Les « sites sacrés » en Australie sont des lieux où furent jadis déposées les semences qui permettent l’existence et l’individuation de membres humains et non humains du groupe totémique associé à ce site. La destruction du site est catastrophique pour les aborigènes non seulement parce qu’il est sacré (au sens chrétien) mais parce qu’il est littéralement vital. Ce n’est pas seulement un lieu occasionnel de cérémonies, c’est ce que l’on pourrait appeler une couveuse ontologique, le lieu où se joue la formation des identités des membres du collectif.  Or quand les populations aborigènes veulent se défendre devant les tribunaux, elles utilisent l’argument des « sites sacrés » parce que c’est une catégorie qui a une signification dans notre propre système. Donner voix à ces assemblages complexes d’humains et non humains dans des institutions de tradition religieuse et juridique occidentale est une tâche difficile.

Le langage politique  qu’ils sont conduits à adopter pour parler aux Etats, ONG etc. n’est pas celui dans lequel ils définissent leur environnement. Ils formulent leurs revendications dans un langage compréhensible pour les non autochtones.  D’où la prolifération d’un langage écologique standard que l’on retrouve partout sur la planète.
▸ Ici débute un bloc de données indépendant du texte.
use crate::eval::shared_evaluator;
use crate::row::BindingRow;
use crate::serializer::{Namespace, render_expression};
use oxrdf::{BlankNode, Literal, NamedNode, Term, Variable, VariableNameParseError};
use std::fmt;

/// A scalar [SPARQL expression](https://www.w3.org/TR/sparql11-query/#expressions).
///
/// The tree is immutable once built and may be evaluated any number of times
/// against different binding rows, including concurrently.
#[derive(Eq, PartialEq, Debug, Clone, Hash)]
pub enum Expression {
    /// A constant term, unaffected by the binding row.
    Constant(Term),
    /// A variable, resolved against the binding row.
    Variable(Variable),
    /// A zero-argument generator producing a fresh value on every evaluation.
    Generator(GeneratorFunction),
    /// The bare parenthesizing wrapper.
    Group(Box<Expression>),
    Unary(UnaryFunction, Box<Expression>),
    Binary(BinaryOperator, Box<Expression>, Box<Expression>),
}

impl Expression {
    /// Builds a constant leaf from any RDF term.
    pub fn constant(term: impl Into<Term>) -> Self {
        Self::Constant(term.into())
    }

    /// Builds a variable leaf, accepting the name with or without its leading `?`.
    pub fn variable(name: &str) -> Result<Self, QueryConstructionError> {
        let name = name.strip_prefix('?').unwrap_or(name);
        Ok(Self::Variable(Variable::new(name).map_err(|error| {
            QueryConstructionError::InvalidVariableName {
                name: name.into(),
                error,
            }
        })?))
    }

    /// Wraps an expression in bare parentheses.
    pub fn group(
        inner: impl Into<Option<Expression>>,
    ) -> Result<Self, QueryConstructionError> {
        Ok(Self::Group(Box::new(required(inner, "( )", "first")?)))
    }

    /// Builds a unary function call.
    ///
    /// A missing argument is a build-time error, not an evaluation "no value".
    pub fn unary(
        function: UnaryFunction,
        argument: impl Into<Option<Expression>>,
    ) -> Result<Self, QueryConstructionError> {
        Ok(Self::Unary(
            function,
            Box::new(required(argument, function.name(), "first")?),
        ))
    }

    /// Builds a binary operator application.
    ///
    /// Missing operands are build-time errors, not evaluation "no value"s.
    pub fn binary(
        operator: BinaryOperator,
        left: impl Into<Option<Expression>>,
        right: impl Into<Option<Expression>>,
    ) -> Result<Self, QueryConstructionError> {
        Ok(Self::Binary(
            operator,
            Box::new(required(left, operator.name(), "first")?),
            Box::new(required(right, operator.name(), "second")?),
        ))
    }

    /// The first (or only) child expression, if the node has one.
    pub fn left_argument(&self) -> Option<&Expression> {
        match self {
            Self::Group(inner) => Some(inner),
            Self::Unary(_, argument) => Some(argument),
            Self::Binary(_, left, _) => Some(left),
            Self::Constant(_) | Self::Variable(_) | Self::Generator(_) => None,
        }
    }

    /// The second child expression, if the node has one.
    pub fn right_argument(&self) -> Option<&Expression> {
        match self {
            Self::Binary(_, _, right) => Some(right),
            _ => None,
        }
    }

    /// Evaluates the expression against one row of variable bindings.
    ///
    /// `None` is the ordinary "no value" outcome: an unbound variable, a
    /// type mismatch or a malformed lexical form somewhere in the tree.
    pub fn apply(&self, row: &impl BindingRow) -> Option<Term> {
        shared_evaluator().evaluate(self, row)
    }

    /// Renders the expression back to SPARQL syntax.
    ///
    /// IRIs whose head matches one of the given namespaces are compacted to
    /// `prefix:localname`; with an empty list every IRI stays fully qualified.
    pub fn render(&self, namespaces: &[Namespace]) -> String {
        render_expression(self, namespaces)
    }
}

fn required(
    argument: impl Into<Option<Expression>>,
    function: &str,
    position: &'static str,
) -> Result<Expression, QueryConstructionError> {
    argument
        .into()
        .ok_or_else(|| QueryConstructionError::MissingArgument {
            function: function.into(),
            position,
        })
}

impl fmt::Display for Expression {
    fn fmt(&self, f: &mut fmt::Formatter<'_>) -> fmt::Result {
        f.write_str(&self.render(&[]))
    }
}

impl From<Term> for Expression {
    fn from(term: Term) -> Self {
        Self::Constant(term)
    }
}

impl From<NamedNode> for Expression {
    fn from(node: NamedNode) -> Self {
        Self::Constant(node.into())
    }
}

impl From<BlankNode> for Expression {
    fn from(node: BlankNode) -> Self {
        Self::Constant(node.into())
    }
}

impl From<Literal> for Expression {
    fn from(literal: Literal) -> Self {
        Self::Constant(literal.into())
    }
}

impl From<Variable> for Expression {
    fn from(variable: Variable) -> Self {
        Self::Variable(variable)
    }
}

impl From<bool> for Expression {
    fn from(value: bool) -> Self {
        Literal::from(value).into()
    }
}

impl From<i64> for Expression {
    fn from(value: i64) -> Self {
        Literal::from(value).into()
    }
}

impl From<f64> for Expression {
    fn from(value: f64) -> Self {
        Literal::from(value).into()
    }
}

impl From<&str> for Expression {
    fn from(value: &str) -> Self {
        Literal::new_simple_literal(value).into()
    }
}

/// A zero-argument function whose result changes on every evaluation.
#[derive(Eq, PartialEq, Debug, Clone, Copy, Hash)]
pub enum GeneratorFunction {
    /// The instant of evaluation, as `xsd:dateTime`.
    Now,
    /// A fresh `urn:uuid:` IRI.
    Uuid,
    /// A fresh UUID string literal.
    StrUuid,
    /// A fresh blank node.
    BNode,
    /// A random `xsd:double` in `[0, 1)`.
    Rand,
}

impl GeneratorFunction {
    pub(crate) fn name(self) -> &'static str {
        match self {
            Self::Now => "NOW",
            Self::Uuid => "UUID",
            Self::StrUuid => "STRUUID",
            Self::BNode => "BNODE",
            Self::Rand => "RAND",
        }
    }
}

impl fmt::Display for GeneratorFunction {
    fn fmt(&self, f: &mut fmt::Formatter<'_>) -> fmt::Result {
        f.write_str(self.name())
    }
}

/// A function of one argument.
#[derive(Eq, PartialEq, Debug, Clone, Copy, Hash)]
pub enum UnaryFunction {
    /// Logical negation of the effective boolean value.
    Not,
    /// Numeric negation.
    Minus,
    Str,
    Lang,
    Datatype,
    StrLen,
    UCase,
    LCase,
    EncodeForUri,
    IsIri,
    IsBlank,
    IsLiteral,
    IsNumeric,
    Md5,
    Sha1,
    Sha256,
    Sha384,
    Sha512,
    Abs,
    Ceil,
    Floor,
    Round,
    Year,
    Month,
    Day,
    Hours,
    Minutes,
    Seconds,
    Timezone,
    Tz,
    /// Topological dimension of a geometry literal: 0, 1 or 2.
    Dimension,
    /// Minimum bounding rectangle of a geometry literal.
    Envelope,
    /// Simple Features class IRI of a geometry literal.
    GeometryType,
    IsEmpty,
}

impl UnaryFunction {
    pub(crate) fn name(self) -> &'static str {
        match self {
            Self::Not => "!",
            Self::Minus => "-",
            Self::Str => "STR",
            Self::Lang => "LANG",
            Self::Datatype => "DATATYPE",
            Self::StrLen => "STRLEN",
            Self::UCase => "UCASE",
            Self::LCase => "LCASE",
            Self::EncodeForUri => "ENCODE_FOR_URI",
            Self::IsIri => "isIRI",
            Self::IsBlank => "isBLANK",
            Self::IsLiteral => "isLITERAL",
            Self::IsNumeric => "isNUMERIC",
            Self::Md5 => "MD5",
            Self::Sha1 => "SHA1",
            Self::Sha256 => "SHA256",
            Self::Sha384 => "SHA384",
            Self::Sha512 => "SHA512",
            Self::Abs => "ABS",
            Self::Ceil => "CEIL",
            Self::Floor => "FLOOR",
            Self::Round => "ROUND",
            Self::Year => "YEAR",
            Self::Month => "MONTH",
            Self::Day => "DAY",
            Self::Hours => "HOURS",
            Self::Minutes => "MINUTES",
            Self::Seconds => "SECONDS",
            Self::Timezone => "TIMEZONE",
            Self::Tz => "TZ",
            Self::Dimension => "geof:dimension",
            Self::Envelope => "geof:envelope",
            Self::GeometryType => "geof:geometryType",
            Self::IsEmpty => "geof:isEmpty",
        }
    }
}

impl fmt::Display for UnaryFunction {
    fn fmt(&self, f: &mut fmt::Formatter<'_>) -> fmt::Result {
        f.write_str(self.name())
    }
}

/// A function or operator of two arguments.
#[derive(Eq, PartialEq, Debug, Clone, Copy, Hash)]
pub enum BinaryOperator {
    Or,
    And,
    Equal,
    NotEqual,
    Less,
    LessOrEqual,
    Greater,
    GreaterOrEqual,
    Add,
    Subtract,
    Multiply,
    Divide,
    SameTerm,
    Contains,
    StrStarts,
    StrEnds,
    Regex,
}

impl BinaryOperator {
    /// The infix symbol, or `None` for function-call syntax.
    pub(crate) fn symbol(self) -> Option<&'static str> {
        Some(match self {
            Self::Or => "||",
            Self::And => "&&",
            Self::Equal => "=",
            Self::NotEqual => "!=",
            Self::Less => "<",
            Self::LessOrEqual => "<=",
            Self::Greater => ">",
            Self::GreaterOrEqual => ">=",
            Self::Add => "+",
            Self::Subtract => "-",
            Self::Multiply => "*",
            Self::Divide => "/",
            Self::SameTerm | Self::Contains | Self::StrStarts | Self::StrEnds | Self::Regex => {
                return None;
            }
        })
    }

    pub(crate) fn name(self) -> &'static str {
        match self {
            Self::SameTerm => "sameTerm",
            Self::Contains => "CONTAINS",
            Self::StrStarts => "STRSTARTS",
            Self::StrEnds => "STRENDS",
            Self::Regex => "REGEX",
            _ => self.symbol().unwrap_or(""),
        }
    }
}

impl fmt::Display for BinaryOperator {
    fn fmt(&self, f: &mut fmt::Formatter<'_>) -> fmt::Result {
        f.write_str(self.name())
    }
}

/// An error raised while building an expression tree.
///
/// This is the fatal, build-time channel: evaluation never reports through it,
/// an unevaluable expression is an ordinary `None` result instead.
#[derive(Debug, thiserror::Error)]
#[non_exhaustive]
pub enum QueryConstructionError {
    /// A required child expression was not provided.
    #[error("The {position} argument of {function} is missing")]
    MissingArgument {
        function: String,
        position: &'static str,
    },
    /// The given variable name is not a valid SPARQL variable name.
    #[error("Invalid variable name ?{name}")]
    InvalidVariableName {
        name: String,
        #[source]
        error: VariableNameParseError,
    },
}

#[cfg(test)]
mod tests {
    use super::*;

    #[test]
    fn arity_one_requires_a_child() {
        let error = Expression::unary(UnaryFunction::Ceil, None).unwrap_err();
        assert!(matches!(
            error,
            QueryConstructionError::MissingArgument {
                position: "first",
                ..
            }
        ));

        let child = Expression::from(1);
        let node = Expression::unary(UnaryFunction::Ceil, child.clone()).unwrap();
        assert_eq!(node.left_argument(), Some(&child));
        assert_eq!(node.right_argument(), None);
    }

    #[test]
    fn arity_two_requires_both_children() {
        assert!(Expression::binary(BinaryOperator::Add, None, Expression::from(1)).is_err());
        assert!(Expression::binary(BinaryOperator::Add, Expression::from(1), None).is_err());

        let left = Expression::from(1);
        let right = Expression::variable("x").unwrap();
        let node =
            Expression::binary(BinaryOperator::Add, left.clone(), right.clone()).unwrap();
        assert_eq!(node.left_argument(), Some(&left));
        assert_eq!(node.right_argument(), Some(&right));
    }

    #[test]
    fn variable_names_are_validated() {
        assert_eq!(
            Expression::variable("?x").unwrap(),
            Expression::variable("x").unwrap()
        );
        assert!(Expression::variable("").is_err());
    }
}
Même si les Achuars, les Inuits, les Aborigènes peuvent nous en apprendre beaucoup sur l’usage de la nature, notre situation est très différente de celles auxquelles ils ont fait face.

Les milliers de façon de vivre la condition humaine sont en effet autant de preuves vivantes de ce que notre expérience présente n’est pas la seule envisageable.